%%

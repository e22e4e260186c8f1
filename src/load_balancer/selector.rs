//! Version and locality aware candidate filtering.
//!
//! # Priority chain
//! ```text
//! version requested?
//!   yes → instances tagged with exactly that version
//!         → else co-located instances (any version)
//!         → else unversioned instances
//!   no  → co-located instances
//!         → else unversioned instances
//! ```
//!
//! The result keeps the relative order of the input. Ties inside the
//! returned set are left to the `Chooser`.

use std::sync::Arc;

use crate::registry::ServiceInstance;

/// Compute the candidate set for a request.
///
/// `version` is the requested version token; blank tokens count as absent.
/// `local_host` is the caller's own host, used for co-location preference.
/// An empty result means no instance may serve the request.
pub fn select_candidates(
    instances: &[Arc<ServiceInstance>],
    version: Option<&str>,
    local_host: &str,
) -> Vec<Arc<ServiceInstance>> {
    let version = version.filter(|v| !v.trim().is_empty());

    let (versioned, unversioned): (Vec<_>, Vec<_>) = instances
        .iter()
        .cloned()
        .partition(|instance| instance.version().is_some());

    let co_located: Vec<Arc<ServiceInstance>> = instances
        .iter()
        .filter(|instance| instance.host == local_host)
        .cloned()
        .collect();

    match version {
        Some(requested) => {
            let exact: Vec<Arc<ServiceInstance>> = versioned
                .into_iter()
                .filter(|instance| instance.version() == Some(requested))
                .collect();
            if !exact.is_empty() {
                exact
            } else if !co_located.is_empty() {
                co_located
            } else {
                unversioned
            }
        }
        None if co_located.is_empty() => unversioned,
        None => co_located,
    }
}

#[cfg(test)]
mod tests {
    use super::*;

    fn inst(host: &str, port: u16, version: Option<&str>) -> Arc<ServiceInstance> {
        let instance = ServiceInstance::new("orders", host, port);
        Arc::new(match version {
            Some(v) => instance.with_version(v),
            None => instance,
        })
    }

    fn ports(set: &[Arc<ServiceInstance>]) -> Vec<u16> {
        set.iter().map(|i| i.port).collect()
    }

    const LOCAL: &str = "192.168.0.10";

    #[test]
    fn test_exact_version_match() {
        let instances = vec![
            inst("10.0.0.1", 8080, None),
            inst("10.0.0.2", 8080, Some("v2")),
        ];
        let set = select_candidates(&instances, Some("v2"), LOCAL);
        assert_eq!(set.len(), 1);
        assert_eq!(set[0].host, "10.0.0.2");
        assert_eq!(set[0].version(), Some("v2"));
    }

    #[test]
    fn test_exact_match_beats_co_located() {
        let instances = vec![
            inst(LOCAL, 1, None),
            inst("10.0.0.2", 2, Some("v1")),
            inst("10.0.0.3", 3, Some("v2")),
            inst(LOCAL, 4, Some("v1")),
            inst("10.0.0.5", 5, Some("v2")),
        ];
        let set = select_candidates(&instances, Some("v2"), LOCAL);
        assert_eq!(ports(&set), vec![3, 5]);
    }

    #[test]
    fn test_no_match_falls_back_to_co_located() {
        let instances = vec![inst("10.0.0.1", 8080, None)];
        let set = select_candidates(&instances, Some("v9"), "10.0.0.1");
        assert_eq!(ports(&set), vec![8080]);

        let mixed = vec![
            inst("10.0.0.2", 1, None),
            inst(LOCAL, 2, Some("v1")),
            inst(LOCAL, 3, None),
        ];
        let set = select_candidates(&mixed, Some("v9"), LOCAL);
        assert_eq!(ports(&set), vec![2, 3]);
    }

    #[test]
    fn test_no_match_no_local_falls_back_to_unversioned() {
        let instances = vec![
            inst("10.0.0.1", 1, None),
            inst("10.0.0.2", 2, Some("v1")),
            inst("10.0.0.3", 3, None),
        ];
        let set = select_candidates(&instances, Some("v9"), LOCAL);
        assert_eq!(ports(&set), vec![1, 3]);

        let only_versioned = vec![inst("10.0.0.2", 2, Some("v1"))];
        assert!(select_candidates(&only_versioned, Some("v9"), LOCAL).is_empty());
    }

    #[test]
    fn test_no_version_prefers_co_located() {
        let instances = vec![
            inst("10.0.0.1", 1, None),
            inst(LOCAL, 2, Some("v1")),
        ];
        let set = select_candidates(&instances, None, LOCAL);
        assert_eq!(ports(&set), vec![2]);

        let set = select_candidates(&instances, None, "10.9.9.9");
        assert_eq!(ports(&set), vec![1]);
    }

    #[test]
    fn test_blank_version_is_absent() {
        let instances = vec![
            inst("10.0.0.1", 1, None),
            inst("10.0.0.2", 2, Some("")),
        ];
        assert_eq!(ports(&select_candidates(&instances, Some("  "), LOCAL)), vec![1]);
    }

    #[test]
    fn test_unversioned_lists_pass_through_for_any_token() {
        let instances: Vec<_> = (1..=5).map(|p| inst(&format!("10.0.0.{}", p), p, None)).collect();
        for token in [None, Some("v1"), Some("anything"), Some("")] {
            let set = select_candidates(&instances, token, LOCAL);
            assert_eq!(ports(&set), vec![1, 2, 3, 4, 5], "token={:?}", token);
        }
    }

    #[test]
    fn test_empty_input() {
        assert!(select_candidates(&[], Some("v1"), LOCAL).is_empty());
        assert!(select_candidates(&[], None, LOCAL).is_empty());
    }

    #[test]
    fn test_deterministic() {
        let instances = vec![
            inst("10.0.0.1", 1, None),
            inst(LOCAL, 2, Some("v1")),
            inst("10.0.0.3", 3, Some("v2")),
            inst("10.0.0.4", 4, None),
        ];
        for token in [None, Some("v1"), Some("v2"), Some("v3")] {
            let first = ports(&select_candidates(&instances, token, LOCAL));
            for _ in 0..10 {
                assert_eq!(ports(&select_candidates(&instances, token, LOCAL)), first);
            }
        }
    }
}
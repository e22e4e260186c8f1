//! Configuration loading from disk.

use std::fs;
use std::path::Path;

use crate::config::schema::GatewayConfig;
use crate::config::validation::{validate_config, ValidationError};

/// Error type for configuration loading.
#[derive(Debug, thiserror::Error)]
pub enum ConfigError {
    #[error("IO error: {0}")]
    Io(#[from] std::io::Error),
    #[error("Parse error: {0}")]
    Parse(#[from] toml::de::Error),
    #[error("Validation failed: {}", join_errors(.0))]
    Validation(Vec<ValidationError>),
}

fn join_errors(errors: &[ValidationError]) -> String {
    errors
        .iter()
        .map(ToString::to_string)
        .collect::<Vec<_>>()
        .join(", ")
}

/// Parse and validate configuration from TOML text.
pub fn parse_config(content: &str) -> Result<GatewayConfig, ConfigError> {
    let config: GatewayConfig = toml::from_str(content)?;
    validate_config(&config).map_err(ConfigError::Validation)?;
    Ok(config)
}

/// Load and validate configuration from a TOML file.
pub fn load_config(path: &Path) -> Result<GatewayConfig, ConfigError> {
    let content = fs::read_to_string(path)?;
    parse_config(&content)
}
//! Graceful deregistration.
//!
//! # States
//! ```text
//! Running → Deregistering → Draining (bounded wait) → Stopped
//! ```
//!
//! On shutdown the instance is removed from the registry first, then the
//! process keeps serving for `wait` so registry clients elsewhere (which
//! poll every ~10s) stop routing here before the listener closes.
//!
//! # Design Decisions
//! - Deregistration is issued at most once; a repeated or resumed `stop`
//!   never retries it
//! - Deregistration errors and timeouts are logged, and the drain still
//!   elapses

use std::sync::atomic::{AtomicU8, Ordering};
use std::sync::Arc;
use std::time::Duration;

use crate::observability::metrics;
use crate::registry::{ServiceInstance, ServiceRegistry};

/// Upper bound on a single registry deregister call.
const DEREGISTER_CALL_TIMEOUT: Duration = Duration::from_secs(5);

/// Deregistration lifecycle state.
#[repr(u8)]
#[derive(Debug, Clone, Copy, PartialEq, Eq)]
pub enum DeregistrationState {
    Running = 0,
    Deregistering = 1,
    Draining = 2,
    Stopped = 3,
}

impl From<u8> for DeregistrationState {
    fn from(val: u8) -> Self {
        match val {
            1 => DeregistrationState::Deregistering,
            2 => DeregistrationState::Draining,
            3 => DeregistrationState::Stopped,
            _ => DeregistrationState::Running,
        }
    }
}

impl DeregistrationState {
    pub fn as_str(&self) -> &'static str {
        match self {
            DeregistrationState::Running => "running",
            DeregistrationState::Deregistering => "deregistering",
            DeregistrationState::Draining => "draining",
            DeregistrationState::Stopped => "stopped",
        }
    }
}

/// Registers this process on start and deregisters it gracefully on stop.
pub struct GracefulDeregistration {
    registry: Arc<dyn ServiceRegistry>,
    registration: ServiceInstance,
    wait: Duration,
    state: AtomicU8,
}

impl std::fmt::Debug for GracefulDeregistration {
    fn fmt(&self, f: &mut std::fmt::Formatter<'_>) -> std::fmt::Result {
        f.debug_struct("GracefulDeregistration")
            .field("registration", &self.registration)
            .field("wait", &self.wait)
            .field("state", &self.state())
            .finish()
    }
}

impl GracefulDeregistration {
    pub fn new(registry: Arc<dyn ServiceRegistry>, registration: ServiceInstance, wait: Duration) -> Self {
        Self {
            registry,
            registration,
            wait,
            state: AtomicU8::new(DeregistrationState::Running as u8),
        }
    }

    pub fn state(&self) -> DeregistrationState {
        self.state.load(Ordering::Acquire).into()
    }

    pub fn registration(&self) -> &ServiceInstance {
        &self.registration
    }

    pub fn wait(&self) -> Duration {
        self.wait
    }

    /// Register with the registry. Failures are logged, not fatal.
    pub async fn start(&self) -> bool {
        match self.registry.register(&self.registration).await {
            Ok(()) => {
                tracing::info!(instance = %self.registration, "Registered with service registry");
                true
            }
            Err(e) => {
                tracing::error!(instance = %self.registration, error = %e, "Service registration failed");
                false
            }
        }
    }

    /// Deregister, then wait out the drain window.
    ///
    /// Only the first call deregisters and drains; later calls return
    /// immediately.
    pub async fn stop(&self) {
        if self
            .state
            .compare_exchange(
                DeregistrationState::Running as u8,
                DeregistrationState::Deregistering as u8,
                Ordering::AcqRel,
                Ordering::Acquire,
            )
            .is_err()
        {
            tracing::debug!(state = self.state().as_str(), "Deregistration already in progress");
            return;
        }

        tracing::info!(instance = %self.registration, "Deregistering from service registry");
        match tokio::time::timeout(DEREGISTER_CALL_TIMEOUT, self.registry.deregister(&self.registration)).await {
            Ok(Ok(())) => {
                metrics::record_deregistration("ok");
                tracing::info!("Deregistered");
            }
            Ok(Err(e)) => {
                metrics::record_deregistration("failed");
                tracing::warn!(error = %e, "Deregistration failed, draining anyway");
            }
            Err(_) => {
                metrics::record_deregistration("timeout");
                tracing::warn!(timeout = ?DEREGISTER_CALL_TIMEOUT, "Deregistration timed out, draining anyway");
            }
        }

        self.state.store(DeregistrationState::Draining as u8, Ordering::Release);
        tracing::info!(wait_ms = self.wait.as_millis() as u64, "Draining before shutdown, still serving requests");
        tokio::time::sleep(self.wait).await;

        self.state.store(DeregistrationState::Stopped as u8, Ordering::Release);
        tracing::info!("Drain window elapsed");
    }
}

%%
%%

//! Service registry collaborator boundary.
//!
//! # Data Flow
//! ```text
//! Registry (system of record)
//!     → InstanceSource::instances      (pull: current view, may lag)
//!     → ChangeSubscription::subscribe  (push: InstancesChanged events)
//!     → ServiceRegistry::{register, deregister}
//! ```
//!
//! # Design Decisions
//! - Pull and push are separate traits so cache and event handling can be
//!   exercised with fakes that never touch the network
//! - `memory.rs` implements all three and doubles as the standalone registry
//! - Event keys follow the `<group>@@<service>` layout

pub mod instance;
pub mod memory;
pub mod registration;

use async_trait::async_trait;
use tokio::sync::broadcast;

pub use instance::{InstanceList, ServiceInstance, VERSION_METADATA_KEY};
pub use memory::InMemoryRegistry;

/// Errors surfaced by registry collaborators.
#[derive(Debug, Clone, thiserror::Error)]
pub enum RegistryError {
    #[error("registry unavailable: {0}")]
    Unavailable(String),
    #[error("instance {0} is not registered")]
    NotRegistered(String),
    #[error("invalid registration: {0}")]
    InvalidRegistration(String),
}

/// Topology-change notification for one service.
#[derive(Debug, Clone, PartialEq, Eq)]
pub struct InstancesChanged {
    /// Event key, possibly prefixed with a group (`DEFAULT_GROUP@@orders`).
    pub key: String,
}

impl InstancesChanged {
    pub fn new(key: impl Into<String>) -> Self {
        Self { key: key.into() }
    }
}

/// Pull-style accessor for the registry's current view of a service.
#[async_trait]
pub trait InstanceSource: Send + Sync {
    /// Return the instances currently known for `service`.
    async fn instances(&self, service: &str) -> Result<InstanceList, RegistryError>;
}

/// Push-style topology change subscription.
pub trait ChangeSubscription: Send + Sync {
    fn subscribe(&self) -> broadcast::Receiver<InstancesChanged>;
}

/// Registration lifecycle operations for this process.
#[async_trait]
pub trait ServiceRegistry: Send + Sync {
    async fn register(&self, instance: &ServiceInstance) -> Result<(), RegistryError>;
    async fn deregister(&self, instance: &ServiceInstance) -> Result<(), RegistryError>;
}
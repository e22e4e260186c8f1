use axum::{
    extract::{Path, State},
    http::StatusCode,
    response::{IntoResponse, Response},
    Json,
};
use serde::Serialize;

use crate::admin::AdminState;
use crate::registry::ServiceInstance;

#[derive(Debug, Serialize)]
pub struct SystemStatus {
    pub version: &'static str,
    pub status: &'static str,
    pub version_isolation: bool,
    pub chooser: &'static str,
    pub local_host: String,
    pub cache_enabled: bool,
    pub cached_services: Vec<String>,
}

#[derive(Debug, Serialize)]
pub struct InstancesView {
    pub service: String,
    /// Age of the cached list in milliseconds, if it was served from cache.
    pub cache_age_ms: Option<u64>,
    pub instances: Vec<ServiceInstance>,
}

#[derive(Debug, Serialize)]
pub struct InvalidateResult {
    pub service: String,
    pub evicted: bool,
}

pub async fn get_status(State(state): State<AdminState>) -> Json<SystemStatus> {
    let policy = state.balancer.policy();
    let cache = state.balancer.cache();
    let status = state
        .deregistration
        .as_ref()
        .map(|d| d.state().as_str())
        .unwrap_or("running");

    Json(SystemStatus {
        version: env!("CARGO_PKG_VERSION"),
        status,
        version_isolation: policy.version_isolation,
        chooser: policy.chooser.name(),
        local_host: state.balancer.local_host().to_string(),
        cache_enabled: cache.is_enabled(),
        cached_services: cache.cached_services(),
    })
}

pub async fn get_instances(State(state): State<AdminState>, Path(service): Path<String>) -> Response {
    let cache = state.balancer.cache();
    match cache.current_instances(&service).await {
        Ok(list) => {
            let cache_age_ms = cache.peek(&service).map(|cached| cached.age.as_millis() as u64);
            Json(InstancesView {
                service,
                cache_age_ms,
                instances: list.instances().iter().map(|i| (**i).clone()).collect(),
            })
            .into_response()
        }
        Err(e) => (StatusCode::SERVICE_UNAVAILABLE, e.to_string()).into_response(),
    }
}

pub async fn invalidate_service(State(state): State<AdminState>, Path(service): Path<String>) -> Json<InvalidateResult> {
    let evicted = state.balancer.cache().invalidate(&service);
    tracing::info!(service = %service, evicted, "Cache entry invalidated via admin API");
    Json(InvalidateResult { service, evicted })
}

%%

§ **Exercise objective**
Which lines of the data include the string "ValidationError"? Copy each of them.

§ **Output of the exercise**
use crate::config::validation::{validate_config, ValidationError};
    Validation(Vec<ValidationError>),
fn join_errors(errors: &[ValidationError]) -> String {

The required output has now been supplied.